Requirement:
Look through the data below for the string "sqlx", and copy every line where it turns up.

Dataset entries
————
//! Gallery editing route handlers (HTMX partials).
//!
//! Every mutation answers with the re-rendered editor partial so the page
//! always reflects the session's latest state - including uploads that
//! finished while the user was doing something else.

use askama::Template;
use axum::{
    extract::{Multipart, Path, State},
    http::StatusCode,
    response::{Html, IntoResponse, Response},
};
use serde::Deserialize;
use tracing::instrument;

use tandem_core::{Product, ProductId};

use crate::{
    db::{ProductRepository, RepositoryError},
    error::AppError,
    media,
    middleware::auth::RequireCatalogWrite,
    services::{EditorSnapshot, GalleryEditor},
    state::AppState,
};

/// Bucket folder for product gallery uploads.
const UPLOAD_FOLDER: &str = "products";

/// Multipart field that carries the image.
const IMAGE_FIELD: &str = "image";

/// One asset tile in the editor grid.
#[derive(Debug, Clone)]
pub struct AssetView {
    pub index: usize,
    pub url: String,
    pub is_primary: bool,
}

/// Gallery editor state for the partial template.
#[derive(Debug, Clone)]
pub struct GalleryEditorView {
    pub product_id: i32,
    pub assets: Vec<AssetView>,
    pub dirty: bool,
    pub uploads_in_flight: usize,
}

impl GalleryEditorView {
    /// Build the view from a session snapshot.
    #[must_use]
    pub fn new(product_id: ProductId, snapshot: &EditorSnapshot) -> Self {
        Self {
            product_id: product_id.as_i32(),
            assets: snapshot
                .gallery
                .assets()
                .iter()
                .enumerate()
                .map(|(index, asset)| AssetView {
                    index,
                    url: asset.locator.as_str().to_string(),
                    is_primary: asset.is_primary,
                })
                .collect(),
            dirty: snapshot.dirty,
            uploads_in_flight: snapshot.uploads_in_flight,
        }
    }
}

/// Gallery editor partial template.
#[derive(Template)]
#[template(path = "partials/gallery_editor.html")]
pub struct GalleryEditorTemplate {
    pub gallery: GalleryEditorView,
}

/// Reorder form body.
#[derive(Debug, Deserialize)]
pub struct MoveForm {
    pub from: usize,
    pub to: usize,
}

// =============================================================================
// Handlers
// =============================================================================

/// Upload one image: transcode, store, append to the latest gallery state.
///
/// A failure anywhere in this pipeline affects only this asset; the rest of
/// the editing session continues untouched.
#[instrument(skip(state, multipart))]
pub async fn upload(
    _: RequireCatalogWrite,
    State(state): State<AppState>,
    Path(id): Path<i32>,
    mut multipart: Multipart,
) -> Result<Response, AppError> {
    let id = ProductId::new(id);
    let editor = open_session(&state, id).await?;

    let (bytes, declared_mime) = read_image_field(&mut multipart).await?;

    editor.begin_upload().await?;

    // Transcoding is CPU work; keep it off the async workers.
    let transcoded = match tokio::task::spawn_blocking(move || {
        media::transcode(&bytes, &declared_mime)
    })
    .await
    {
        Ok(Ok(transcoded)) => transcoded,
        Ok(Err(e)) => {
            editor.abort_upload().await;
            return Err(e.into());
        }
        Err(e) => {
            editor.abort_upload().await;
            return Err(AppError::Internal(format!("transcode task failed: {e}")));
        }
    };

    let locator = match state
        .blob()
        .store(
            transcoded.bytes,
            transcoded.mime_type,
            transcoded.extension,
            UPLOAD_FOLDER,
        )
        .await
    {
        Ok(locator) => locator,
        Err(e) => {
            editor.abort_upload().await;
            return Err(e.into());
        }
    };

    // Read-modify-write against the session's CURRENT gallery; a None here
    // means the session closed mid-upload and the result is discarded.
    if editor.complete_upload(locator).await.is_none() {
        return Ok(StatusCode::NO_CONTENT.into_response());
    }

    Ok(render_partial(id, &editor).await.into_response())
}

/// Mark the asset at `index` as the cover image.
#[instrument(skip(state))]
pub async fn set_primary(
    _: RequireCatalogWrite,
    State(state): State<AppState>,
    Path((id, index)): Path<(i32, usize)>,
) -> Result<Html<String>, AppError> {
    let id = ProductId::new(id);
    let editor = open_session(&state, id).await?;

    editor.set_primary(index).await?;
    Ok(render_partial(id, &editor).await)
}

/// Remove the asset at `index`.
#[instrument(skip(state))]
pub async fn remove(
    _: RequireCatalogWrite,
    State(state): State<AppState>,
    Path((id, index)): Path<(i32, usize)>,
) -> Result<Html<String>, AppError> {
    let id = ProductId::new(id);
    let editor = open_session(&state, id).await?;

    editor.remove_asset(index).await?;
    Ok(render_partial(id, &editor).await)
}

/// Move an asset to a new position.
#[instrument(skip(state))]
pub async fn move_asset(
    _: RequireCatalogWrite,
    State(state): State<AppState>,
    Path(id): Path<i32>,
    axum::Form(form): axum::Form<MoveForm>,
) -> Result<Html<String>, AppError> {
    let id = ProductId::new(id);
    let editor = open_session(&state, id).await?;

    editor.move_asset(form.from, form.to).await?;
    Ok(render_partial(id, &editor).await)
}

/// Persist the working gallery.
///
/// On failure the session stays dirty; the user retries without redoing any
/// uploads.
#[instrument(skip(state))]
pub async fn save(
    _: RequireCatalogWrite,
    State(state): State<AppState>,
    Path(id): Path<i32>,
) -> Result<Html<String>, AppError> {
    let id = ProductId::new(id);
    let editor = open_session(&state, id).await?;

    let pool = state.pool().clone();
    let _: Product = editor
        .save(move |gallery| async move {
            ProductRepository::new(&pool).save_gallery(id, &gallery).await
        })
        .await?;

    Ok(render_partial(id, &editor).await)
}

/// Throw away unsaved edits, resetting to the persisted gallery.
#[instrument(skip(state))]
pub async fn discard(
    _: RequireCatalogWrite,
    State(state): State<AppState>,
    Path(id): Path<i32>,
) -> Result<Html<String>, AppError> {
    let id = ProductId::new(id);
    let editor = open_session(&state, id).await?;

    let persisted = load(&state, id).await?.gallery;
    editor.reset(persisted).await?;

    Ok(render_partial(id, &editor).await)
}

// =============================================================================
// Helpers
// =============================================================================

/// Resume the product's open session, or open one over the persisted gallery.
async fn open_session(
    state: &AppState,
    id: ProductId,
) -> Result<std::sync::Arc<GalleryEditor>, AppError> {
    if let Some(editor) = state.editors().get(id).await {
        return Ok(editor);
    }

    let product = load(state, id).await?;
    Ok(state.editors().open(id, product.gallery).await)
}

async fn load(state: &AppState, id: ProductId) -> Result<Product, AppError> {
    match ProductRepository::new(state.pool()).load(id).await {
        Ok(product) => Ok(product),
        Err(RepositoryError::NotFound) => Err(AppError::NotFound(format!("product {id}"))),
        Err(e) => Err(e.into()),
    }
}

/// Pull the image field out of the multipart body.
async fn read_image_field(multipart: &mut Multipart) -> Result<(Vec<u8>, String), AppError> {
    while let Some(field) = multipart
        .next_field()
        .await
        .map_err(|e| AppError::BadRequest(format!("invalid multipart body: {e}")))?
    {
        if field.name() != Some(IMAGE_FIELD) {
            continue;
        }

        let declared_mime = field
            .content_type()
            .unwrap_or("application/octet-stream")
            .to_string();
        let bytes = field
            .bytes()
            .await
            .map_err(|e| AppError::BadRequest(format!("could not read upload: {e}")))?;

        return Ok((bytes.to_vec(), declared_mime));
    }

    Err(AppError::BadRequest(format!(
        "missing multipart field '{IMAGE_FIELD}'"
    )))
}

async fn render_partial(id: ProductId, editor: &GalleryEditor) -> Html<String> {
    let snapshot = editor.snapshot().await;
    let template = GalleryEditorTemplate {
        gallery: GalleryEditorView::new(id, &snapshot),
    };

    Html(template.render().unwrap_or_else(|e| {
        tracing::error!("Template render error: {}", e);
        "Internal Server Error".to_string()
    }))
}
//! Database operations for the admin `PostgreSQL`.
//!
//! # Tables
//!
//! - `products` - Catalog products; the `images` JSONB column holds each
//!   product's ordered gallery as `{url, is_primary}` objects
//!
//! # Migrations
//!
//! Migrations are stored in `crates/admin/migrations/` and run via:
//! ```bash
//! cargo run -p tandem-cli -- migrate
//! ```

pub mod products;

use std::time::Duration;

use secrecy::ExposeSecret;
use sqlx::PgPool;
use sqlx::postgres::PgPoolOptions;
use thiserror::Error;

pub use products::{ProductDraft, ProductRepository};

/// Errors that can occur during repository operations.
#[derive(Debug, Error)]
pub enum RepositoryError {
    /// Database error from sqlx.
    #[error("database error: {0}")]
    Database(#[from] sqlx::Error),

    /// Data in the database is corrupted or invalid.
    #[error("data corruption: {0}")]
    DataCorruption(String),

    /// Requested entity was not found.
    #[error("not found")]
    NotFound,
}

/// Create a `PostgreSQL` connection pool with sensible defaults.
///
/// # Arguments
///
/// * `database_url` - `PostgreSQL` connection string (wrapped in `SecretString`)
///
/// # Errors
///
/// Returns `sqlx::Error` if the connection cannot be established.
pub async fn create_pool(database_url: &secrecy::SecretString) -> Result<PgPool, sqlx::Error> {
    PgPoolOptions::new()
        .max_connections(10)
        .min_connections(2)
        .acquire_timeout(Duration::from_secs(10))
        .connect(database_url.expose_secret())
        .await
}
————
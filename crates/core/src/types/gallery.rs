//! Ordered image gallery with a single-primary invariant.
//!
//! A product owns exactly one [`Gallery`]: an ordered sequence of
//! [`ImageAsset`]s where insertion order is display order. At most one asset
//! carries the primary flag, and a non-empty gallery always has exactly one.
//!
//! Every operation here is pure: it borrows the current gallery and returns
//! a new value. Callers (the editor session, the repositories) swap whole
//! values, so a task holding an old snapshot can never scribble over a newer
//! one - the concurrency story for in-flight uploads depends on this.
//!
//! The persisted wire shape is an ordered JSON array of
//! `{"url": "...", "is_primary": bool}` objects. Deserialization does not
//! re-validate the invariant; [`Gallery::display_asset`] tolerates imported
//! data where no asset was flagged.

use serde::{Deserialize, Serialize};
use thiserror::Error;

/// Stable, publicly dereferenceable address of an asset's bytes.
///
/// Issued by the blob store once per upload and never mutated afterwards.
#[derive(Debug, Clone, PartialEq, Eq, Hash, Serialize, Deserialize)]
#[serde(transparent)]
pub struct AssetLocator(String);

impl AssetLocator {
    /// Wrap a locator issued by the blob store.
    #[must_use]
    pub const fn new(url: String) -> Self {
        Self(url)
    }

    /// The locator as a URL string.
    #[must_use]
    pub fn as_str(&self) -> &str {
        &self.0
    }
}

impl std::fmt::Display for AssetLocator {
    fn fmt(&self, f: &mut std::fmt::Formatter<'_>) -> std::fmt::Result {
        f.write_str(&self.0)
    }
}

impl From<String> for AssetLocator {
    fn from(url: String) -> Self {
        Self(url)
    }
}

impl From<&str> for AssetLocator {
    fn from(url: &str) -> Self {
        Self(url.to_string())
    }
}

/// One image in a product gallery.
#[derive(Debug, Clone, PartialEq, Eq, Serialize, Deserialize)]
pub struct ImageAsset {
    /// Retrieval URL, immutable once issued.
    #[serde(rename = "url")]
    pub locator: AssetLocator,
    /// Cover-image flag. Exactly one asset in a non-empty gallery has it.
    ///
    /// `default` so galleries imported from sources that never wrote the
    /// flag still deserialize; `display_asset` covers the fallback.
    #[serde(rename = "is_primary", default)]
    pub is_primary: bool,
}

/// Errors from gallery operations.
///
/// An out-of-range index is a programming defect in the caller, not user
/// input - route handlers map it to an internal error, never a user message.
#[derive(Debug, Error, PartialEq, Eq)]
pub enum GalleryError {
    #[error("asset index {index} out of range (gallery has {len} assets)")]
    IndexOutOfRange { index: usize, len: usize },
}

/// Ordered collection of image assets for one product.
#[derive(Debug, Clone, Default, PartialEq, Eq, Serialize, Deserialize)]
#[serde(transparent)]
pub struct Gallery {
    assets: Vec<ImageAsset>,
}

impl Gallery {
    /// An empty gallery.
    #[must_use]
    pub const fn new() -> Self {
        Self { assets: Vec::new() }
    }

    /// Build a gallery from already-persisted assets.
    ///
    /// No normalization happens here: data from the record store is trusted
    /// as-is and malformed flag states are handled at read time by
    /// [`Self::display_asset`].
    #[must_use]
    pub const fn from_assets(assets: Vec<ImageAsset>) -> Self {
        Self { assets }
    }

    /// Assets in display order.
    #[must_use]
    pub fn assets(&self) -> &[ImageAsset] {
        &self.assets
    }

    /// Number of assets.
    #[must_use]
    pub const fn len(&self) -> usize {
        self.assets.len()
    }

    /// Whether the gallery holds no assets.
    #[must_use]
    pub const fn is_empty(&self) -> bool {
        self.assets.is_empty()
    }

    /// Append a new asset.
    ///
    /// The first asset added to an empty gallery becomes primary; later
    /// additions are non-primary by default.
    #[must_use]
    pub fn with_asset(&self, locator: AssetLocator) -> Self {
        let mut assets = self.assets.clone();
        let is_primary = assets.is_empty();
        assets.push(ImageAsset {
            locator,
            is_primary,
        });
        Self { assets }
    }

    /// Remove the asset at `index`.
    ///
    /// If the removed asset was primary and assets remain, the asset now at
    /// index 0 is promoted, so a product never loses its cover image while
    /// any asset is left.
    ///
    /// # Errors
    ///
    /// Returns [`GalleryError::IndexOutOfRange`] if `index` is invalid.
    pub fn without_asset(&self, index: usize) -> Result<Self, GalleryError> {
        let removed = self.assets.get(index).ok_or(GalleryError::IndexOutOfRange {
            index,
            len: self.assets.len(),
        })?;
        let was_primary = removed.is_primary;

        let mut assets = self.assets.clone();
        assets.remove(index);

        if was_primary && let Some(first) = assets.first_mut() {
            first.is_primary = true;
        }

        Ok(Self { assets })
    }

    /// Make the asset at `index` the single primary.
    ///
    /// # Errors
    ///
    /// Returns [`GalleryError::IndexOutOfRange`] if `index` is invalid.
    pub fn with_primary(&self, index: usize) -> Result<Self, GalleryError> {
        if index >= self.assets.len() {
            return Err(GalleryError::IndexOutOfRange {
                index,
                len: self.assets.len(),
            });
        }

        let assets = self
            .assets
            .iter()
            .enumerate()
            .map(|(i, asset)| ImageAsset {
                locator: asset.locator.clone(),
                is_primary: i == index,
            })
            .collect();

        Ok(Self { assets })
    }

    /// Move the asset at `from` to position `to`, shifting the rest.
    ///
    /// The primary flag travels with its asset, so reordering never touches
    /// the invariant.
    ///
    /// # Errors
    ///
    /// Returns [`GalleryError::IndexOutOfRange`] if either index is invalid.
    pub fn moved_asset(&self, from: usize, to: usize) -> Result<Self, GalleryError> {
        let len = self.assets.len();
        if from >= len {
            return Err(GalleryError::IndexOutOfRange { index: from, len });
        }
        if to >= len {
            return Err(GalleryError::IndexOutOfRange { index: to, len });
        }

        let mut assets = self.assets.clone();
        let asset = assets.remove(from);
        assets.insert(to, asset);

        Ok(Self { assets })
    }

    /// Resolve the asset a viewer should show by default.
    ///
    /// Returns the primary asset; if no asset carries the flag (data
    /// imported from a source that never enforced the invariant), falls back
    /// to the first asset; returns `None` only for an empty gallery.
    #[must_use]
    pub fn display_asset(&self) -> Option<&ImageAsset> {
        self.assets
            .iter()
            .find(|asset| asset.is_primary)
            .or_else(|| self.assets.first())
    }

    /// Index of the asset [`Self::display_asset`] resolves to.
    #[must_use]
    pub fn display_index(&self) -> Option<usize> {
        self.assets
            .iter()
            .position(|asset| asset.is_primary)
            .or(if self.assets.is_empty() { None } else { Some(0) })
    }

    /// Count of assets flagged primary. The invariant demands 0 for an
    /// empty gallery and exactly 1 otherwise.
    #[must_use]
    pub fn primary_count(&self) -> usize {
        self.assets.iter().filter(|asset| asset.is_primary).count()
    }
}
————
Solution to the exercise:
use sqlx::PgPool;
use sqlx::postgres::PgPoolOptions;
    /// Database error from sqlx.
    Database(#[from] sqlx::Error),
/// Returns `sqlx::Error` if the connection cannot be established.
pub async fn create_pool(database_url: &secrecy::SecretString) -> Result<PgPool, sqlx::Error> {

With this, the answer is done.